Nigerian refineries processed nearly no crude in 13 months, the latest data published by the Nigerian National Petroleum Corporation (NNPC) showed on Thursday.
Within that time, operating costs for the three main refineries in Africa’s biggest oil exporter, which the NNPC has shut down for revamp, came to $367 million.
“No white product (Premium Motor Spirit and Dual Purpose Kerosene) was produced in June 2020 and apparently for the past 12 consecutive months. The lack of production is due to ongoing rehabilitation works at the refineries,” the report said.
State-owned NNPC declared in April it had closed all its refineries as it ramps up efforts to obtain funding and a model to upgrade them, further saying the refineries located in Kaduna, Warri and Port Harcourt would cease from government’s management once they are revived.
The facilities have only worked intermittently for years owing to underinvestment and Nigeria confronts an onerous task of selling its oil overseas by reason of feeble demand from the pandemic outbreak and avalanche of oil supply in global markets.

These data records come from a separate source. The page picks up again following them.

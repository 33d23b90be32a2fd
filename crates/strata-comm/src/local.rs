//! In-process communicator groups backed by threads.
//!
//! Each rank of a [`LocalGroup`] is a thread of the current process. A
//! collective is two barrier phases around a shared slot table: every rank
//! posts its payload into its own slot, waits for the others, reads what it
//! needs, and waits again so that no slot is overwritten by the next
//! collective while a slower rank is still reading.
//!
//! [`run_grid`] launches a full layered grid on a dedicated Rayon pool with
//! exactly one worker per rank, so blocking ranks never starve each other.

use std::any::Any;
use std::fmt;
use std::sync::{Arc, Barrier, Mutex, PoisonError};

use log::{debug, trace};

use crate::comm::{CommError, Communicator};
use crate::grid::Grid3d;

type Slot = Option<Box<dyn Any + Send>>;

/// Shared state of a thread-backed communicator group.
pub struct LocalGroup {
    size: usize,
    barrier: Barrier,
    slots: Mutex<Vec<Slot>>,
}

impl LocalGroup {
    /// Create a group of `size` ranks.
    pub fn new(size: usize) -> Arc<Self> {
        Arc::new(Self {
            size,
            barrier: Barrier::new(size),
            slots: Mutex::new((0..size).map(|_| None).collect()),
        })
    }

    /// Create a group and hand out one communicator per rank, in rank order.
    pub fn communicators(size: usize) -> Vec<LocalComm> {
        let group = Self::new(size);
        (0..size)
            .map(|rank| LocalComm {
                rank,
                group: Arc::clone(&group),
            })
            .collect()
    }

    pub fn size(&self) -> usize {
        self.size
    }
}

impl fmt::Debug for LocalGroup {
    fn fmt(&self, f: &mut fmt::Formatter<'_>) -> fmt::Result {
        f.debug_struct("LocalGroup").field("size", &self.size).finish()
    }
}

/// One rank's handle on a [`LocalGroup`].
#[derive(Debug, Clone)]
pub struct LocalComm {
    rank: usize,
    group: Arc<LocalGroup>,
}

impl Communicator for LocalComm {
    fn rank(&self) -> usize {
        self.rank
    }

    fn size(&self) -> usize {
        self.group.size
    }

    fn exchange<P, R, F>(&self, send: Option<P>, read: F) -> Result<R, CommError>
    where
        P: Any + Send,
        F: FnOnce(&[Option<&P>]) -> Result<R, CommError>,
    {
        {
            let mut slots = self.group.slots.lock().unwrap_or_else(PoisonError::into_inner);
            slots[self.rank] = send.map(|p| Box::new(p) as Box<dyn Any + Send>);
        }
        self.group.barrier.wait();

        let result = {
            let slots = self.group.slots.lock().unwrap_or_else(PoisonError::into_inner);
            let mut posted: Vec<Option<&P>> = Vec::with_capacity(slots.len());
            let mut mismatch = None;
            for (rank, slot) in slots.iter().enumerate() {
                match slot {
                    None => posted.push(None),
                    Some(boxed) => match boxed.downcast_ref::<P>() {
                        Some(payload) => posted.push(Some(payload)),
                        None => {
                            mismatch = Some(rank);
                            break;
                        }
                    },
                }
            }
            match mismatch {
                Some(rank) => Err(CommError::TypeMismatch { rank }),
                None => read(&posted),
            }
        };

        // Second phase: nobody may post the next collective until every rank
        // has finished reading this one.
        self.group.barrier.wait();
        trace!(
            "rank {}/{} completed exchange (ok = {})",
            self.rank,
            self.group.size,
            result.is_ok()
        );
        result
    }
}

/// Build every rank's [`Grid3d`] for an `nprow x npcol x npdep` layered grid.
///
/// Grids are returned in world-rank order, where the world rank of the
/// process with 2-D rank `p` on layer `z` is `p * npdep + z` (the depth
/// coordinate varies fastest).
pub fn local_grids(
    nprow: usize,
    npcol: usize,
    npdep: usize,
) -> Result<Vec<Grid3d<LocalComm>>, CommError> {
    if nprow == 0 || npcol == 0 || npdep == 0 {
        return Err(CommError::GridShape(format!(
            "every grid dimension must be positive, got {nprow} x {npcol} x {npdep}"
        )));
    }
    let procs2d = nprow * npcol;

    let mut layers: Vec<std::vec::IntoIter<LocalComm>> = (0..npdep)
        .map(|_| LocalGroup::communicators(procs2d).into_iter())
        .collect();
    let mut columns: Vec<std::vec::IntoIter<LocalComm>> = (0..procs2d)
        .map(|_| LocalGroup::communicators(npdep).into_iter())
        .collect();

    let mut grids = Vec::with_capacity(procs2d * npdep);
    for p in 0..procs2d {
        for z in 0..npdep {
            let grid2d = layers[z].next().ok_or_else(|| {
                CommError::GridShape(format!("layer {z} ran out of 2-D ranks"))
            })?;
            let depth = columns[p].next().ok_or_else(|| {
                CommError::GridShape(format!("2-D rank {p} ran out of depth ranks"))
            })?;
            grids.push(Grid3d::new(nprow, npcol, npdep, grid2d, depth)?);
        }
    }
    Ok(grids)
}

/// Run `f` on every rank of an `nprow x npcol x npdep` grid of threads.
///
/// Returns the per-rank results in world-rank order (see [`local_grids`]).
/// The closure runs concurrently on all ranks; a rank that panics or skips a
/// collective leaves the rest blocked, exactly like a distributed job.
#[cfg(feature = "local")]
pub fn run_grid<R, F>(
    nprow: usize,
    npcol: usize,
    npdep: usize,
    f: F,
) -> Result<Vec<R>, CommError>
where
    R: Send,
    F: Fn(Grid3d<LocalComm>) -> R + Sync,
{
    let grids = local_grids(nprow, npcol, npdep)?;
    let nprocs = grids.len();
    debug!("launching {nprow} x {npcol} x {npdep} grid on {nprocs} threads");

    let pool = rayon::ThreadPoolBuilder::new()
        .num_threads(nprocs)
        .thread_name(|i| format!("strata-rank-{i}"))
        .build()
        .map_err(|e| CommError::Unavailable(e.to_string()))?;

    let results: Vec<Mutex<Option<R>>> = (0..nprocs).map(|_| Mutex::new(None)).collect();
    pool.scope(|s| {
        for (grid, slot) in grids.into_iter().zip(results.iter()) {
            let f = &f;
            s.spawn(move |_| {
                let out = f(grid);
                *slot.lock().unwrap_or_else(PoisonError::into_inner) = Some(out);
            });
        }
    });

    results
        .into_iter()
        .enumerate()
        .map(|(rank, slot)| {
            slot.into_inner()
                .unwrap_or_else(PoisonError::into_inner)
                .ok_or(CommError::MissingPayload { rank })
        })
        .collect()
}

#[cfg(test)]
mod tests {
    use super::*;
    use crate::grid::GridTopology;

    #[test]
    fn test_local_grids_rank_order() {
        let grids = local_grids(1, 2, 3).unwrap();
        assert_eq!(grids.len(), 6);
        for (w, grid) in grids.iter().enumerate() {
            assert_eq!(grid.world_rank(), w);
            assert_eq!(grid.grid2d().size(), 2);
            assert_eq!(grid.depth().size(), 3);
        }
        assert_eq!(grids[4].grid2d_rank(), 1);
        assert_eq!(grids[4].depth_rank(), 1);
    }

    #[test]
    fn test_local_grids_rejects_empty_dimension() {
        assert!(matches!(local_grids(0, 1, 1), Err(CommError::GridShape(_))));
    }

    #[cfg(feature = "local")]
    #[test]
    fn test_run_grid_collects_in_world_order() {
        let ranks = run_grid(2, 1, 2, |grid| grid.world_rank()).unwrap();
        assert_eq!(ranks, vec![0, 1, 2, 3]);
    }
}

The NNPC report observed that almost all of the country’s local fuel had come via a pact between Nigeria and a large handful of firms to swap the nation’s crude for fuels, dubbed Direct Sale, Direct-Purchase (DSDP).
Just below 40,000 megatons of crude was the only oil processed by Nigeria in the reporting period, the document added, translating to only 2 percent of the country’s refining capacity.
“The declining operational performance is attributable to ongoing revamping of the refineries which is expected to further enhance capacity utilization once completed,” the NNPC said.